Other people probably do things differently. :)

Dave
 
J

James Gray

I like to write my code first, tests second. Otherwise how do I know
what I'm supposed to be testing? (There's no spec, I make things up
as I
go along. This is a hobby, not work.)

I actually prefer to do the tests first. This let's me think through
a question like, "How do I want to use this code?" I find that helps
prevent me from designing awful interfaces.

At times though, I will write some code and then cover it in tests.
I'm not a super dogmatic person.

James Edward Gray II
 
A

Avdi Grimm

I'm afraid I don't see the advantage of that, at least in every case,
over bootstrapping at least part of a database schema and model
structure first. Certainly the kind of thing you're describing does
happen, but if I'm creating an Order model and I know that it's going
to belong to Customer, I'm not averse to saying so up front. Also,
with a large table, you could get into an awful lot of migrations.

I've seen a lot of Rails coders completely lose track of the fact that
"Model" means "Domain Model" because of thinking like that. To the
point of getting confused when you start talking about models that
don't derive from ActiveRecord::Base. They've begun to identify
"Model" with "table in the database" rather than "model of a domain
entity".

I challenge any Rails developer to start a a web app without a
database, leaving persistence for iteration 2. It can be an
eye-opening experience, forcing you to think more about domain
concerns and less about keeping MySQL happy.

--
Avdi

Home: http://avdi.org
Developer Blog: http://avdi.org/devblog/
Twitter: http://twitter.com/avdi
Journal: http://avdi.livejournal.com
 
D

David A. Black

Hi --

I've seen a lot of Rails coders completely lose track of the fact that
"Model" means "Domain Model" because of thinking like that. To the
point of getting confused when you start talking about models that
don't derive from ActiveRecord::Base. They've begun to identify
"Model" with "table in the database" rather than "model of a domain
entity".

I repeat: *if* I'm creating an Order model and I know that it's going
to belong to Customer, etc.

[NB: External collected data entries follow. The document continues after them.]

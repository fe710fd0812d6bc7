//! Lock files pinning flake inputs.
//!
//! `flake.lock` lives next to `flake.lua` and records, per input, the
//! reference as written, the locked reference it was fetched from and the
//! content hash of the fetched source. Inputs of inputs are nested.
//!
//! ```json
//! {
//!   "version": 1,
//!   "inputs": {
//!     "base": {
//!       "url": "github:example/base",
//!       "locked": "git+https://github.com/example/base.git?rev=a1b2...",
//!       "narHash": "sha256-...",
//!       "inputs": {}
//!     }
//!   }
//! }
//! ```

use std::collections::BTreeMap;
use std::fs;
use std::io;
use std::path::{Path, PathBuf};

use serde::{Deserialize, Serialize};
use thiserror::Error;

pub const LOCK_VERSION: u32 = 1;

#[derive(Debug, Clone, PartialEq, Eq, Serialize, Deserialize)]
pub struct LockFile {
  pub version: u32,
  #[serde(default)]
  pub inputs: BTreeMap<String, LockedInput>,
}

#[derive(Debug, Clone, PartialEq, Eq, Serialize, Deserialize)]
#[serde(rename_all = "camelCase")]
pub struct LockedInput {
  /// The reference as written in `flake.lua`.
  pub url: String,
  /// Immutable reference the source was fetched from.
  pub locked: String,
  pub nar_hash: String,
  #[serde(default)]
  pub inputs: BTreeMap<String, LockedInput>,
}

#[derive(Debug, Error)]
pub enum LockError {
  #[error("failed to read lock file '{}': {source}", .path.display())]
  Read {
    path: PathBuf,
    #[source]
    source: io::Error,
  },

  #[error("failed to write lock file '{}': {source}", .path.display())]
  Write {
    path: PathBuf,
    #[source]
    source: io::Error,
  },

  #[error("failed to parse lock file '{}': {source}", .path.display())]
  Parse {
    path: PathBuf,
    #[source]
    source: serde_json::Error,
  },

  #[error("failed to serialize lock file: {0}")]
  Serialize(#[source] serde_json::Error),

  #[error("unsupported lock file version {0}, expected {LOCK_VERSION}")]
  UnsupportedVersion(u32),
}

impl Default for LockFile {
  fn default() -> Self {
    Self::new()
  }
}

impl LockFile {
  pub fn new() -> Self {
    Self {
      version: LOCK_VERSION,
      inputs: BTreeMap::new(),
    }
  }

  /// Load a lock file.
  ///
  /// Returns `Ok(None)` if the file doesn't exist.
  pub fn load(path: &Path) -> Result<Option<Self>, LockError> {
    let content = match fs::read_to_string(path) {
      Ok(content) => content,
      Err(e) if e.kind() == io::ErrorKind::NotFound => return Ok(None),
      Err(source) => {
        return Err(LockError::Read {
          path: path.to_path_buf(),
          source,
        });
      }
    };

    let lock: LockFile = serde_json::from_str(&content).map_err(|source| LockError::Parse {
      path: path.to_path_buf(),
      source,
    })?;

    if lock.version != LOCK_VERSION {
      return Err(LockError::UnsupportedVersion(lock.version));
    }

    Ok(Some(lock))
  }

  pub fn save(&self, path: &Path) -> Result<(), LockError> {
    let content = serde_json::to_string_pretty(self).map_err(LockError::Serialize)?;
    fs::write(path, content + "\n").map_err(|source| LockError::Write {
      path: path.to_path_buf(),
      source,
    })
  }

  pub fn get(&self, name: &str) -> Option<&LockedInput> {
    self.inputs.get(name)
  }
}

#[cfg(test)]
mod tests {
  use super::*;
  use tempfile::TempDir;

  fn sample() -> LockFile {
    let nested = LockedInput {
      url: "path:/srv/base".to_string(),
      locked: "path:/srv/base".to_string(),
      nar_hash: "sha256-base".to_string(),
      inputs: BTreeMap::new(),
    };
    let mut lock = LockFile::new();
    lock.inputs.insert(
      "tools".to_string(),
      LockedInput {
        url: "github:example/tools".to_string(),
        locked: "git+https://github.com/example/tools.git?rev=0123456789abcdef0123456789abcdef01234567".to_string(),
        nar_hash: "sha256-tools".to_string(),
        inputs: BTreeMap::from([("base".to_string(), nested)]),
      },
    );
    lock
  }

  mod lock_file {
    use super::*;

    #[test]
    fn save_and_load() {
      let temp = TempDir::new().unwrap();
      let path = temp.path().join("flake.lock");

      let original = sample();
      original.save(&path).unwrap();
      let loaded = LockFile::load(&path).unwrap().unwrap();

      assert_eq!(original, loaded);
      assert_eq!(loaded.get("tools").unwrap().inputs.len(), 1);
    }

    #[test]
    fn load_nonexistent_returns_none() {
      let temp = TempDir::new().unwrap();
      assert!(LockFile::load(&temp.path().join("flake.lock")).unwrap().is_none());
    }

    #[test]
    fn load_invalid_json_returns_error() {
      let temp = TempDir::new().unwrap();
      let path = temp.path().join("flake.lock");
      fs::write(&path, "not valid json").unwrap();
      assert!(matches!(LockFile::load(&path), Err(LockError::Parse { .. })));
    }

    #[test]
    fn load_unsupported_version_returns_error() {
      let temp = TempDir::new().unwrap();
      let path = temp.path().join("flake.lock");
      fs::write(&path, r#"{"version": 999, "inputs": {}}"#).unwrap();
      assert!(matches!(LockFile::load(&path), Err(LockError::UnsupportedVersion(999))));
    }
  }

  mod serialization {
    use super::*;

    #[test]
    fn field_names() {
      let json = serde_json::to_string_pretty(&sample()).unwrap();
      assert!(json.contains(r#""version": 1"#));
      assert!(json.contains(r#""narHash": "sha256-tools""#));
      assert!(json.contains(r#""locked": "git+https://github.com/example/tools.git?rev="#));
    }

    #[test]
    fn nested_inputs_default_to_empty() {
      let input: LockedInput =
        serde_json::from_str(r#"{"url": "path:/a", "locked": "path:/a", "narHash": "sha256-x"}"#).unwrap();
      assert!(input.inputs.is_empty());
    }
  }
}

That's not the only possible scenario, but
it can happen. Obviously it has no bearing on non-AR models, and so
forth. There's definitely an issue with over-identification of models
and tables, but we've been talking rather specifically about the case
where the associations and table structure are already known (or at
least a piece of them), and whether or not it makes sense, in the
presence of that knowledge, to refrain from implementing those things
until there are failing tests for them. The question of whether to use
belongs_to and so forth in the first place is important but different.
I challenge any Rails developer to start a a web app without a
database, leaving persistence for iteration 2. It can be an
eye-opening experience, forcing you to think more about domain
concerns and less about keeping MySQL happy.

I usually do it sort of the other way around: model the domain first,
then think about how that will play out in a database schema, and then
start to think about it as a Web app. I often spend a lot of time in
the console before I create a controller. Some people like to work
view-first. I'm the opposite.

I've never thought about keeping MySQL happy, I have to admit. I
expect it to keep me happy :)


David
 
D

David A. Black

Hi --

I've seen a lot of Rails coders completely lose track of the fact that
"Model" means "Domain Model" because of thinking like that. To the
point of getting confused when you start talking about models that
don't derive from ActiveRecord::Base. They've begun to identify
"Model" with "table in the database" rather than "model of a domain
entity".

Just another follow-up (see also my earlier post, which addresses your
concerns directly): there's a new screencast at railscasts.com today,
on exactly that topic: models that are not ActiveRecord models. It's
here:

http://media.railscasts.com/videos/121_non_active_record_model.mov

I'm glad to see it, as this is something that people often don't
realize is possible, and when they do it can be quite a revelation.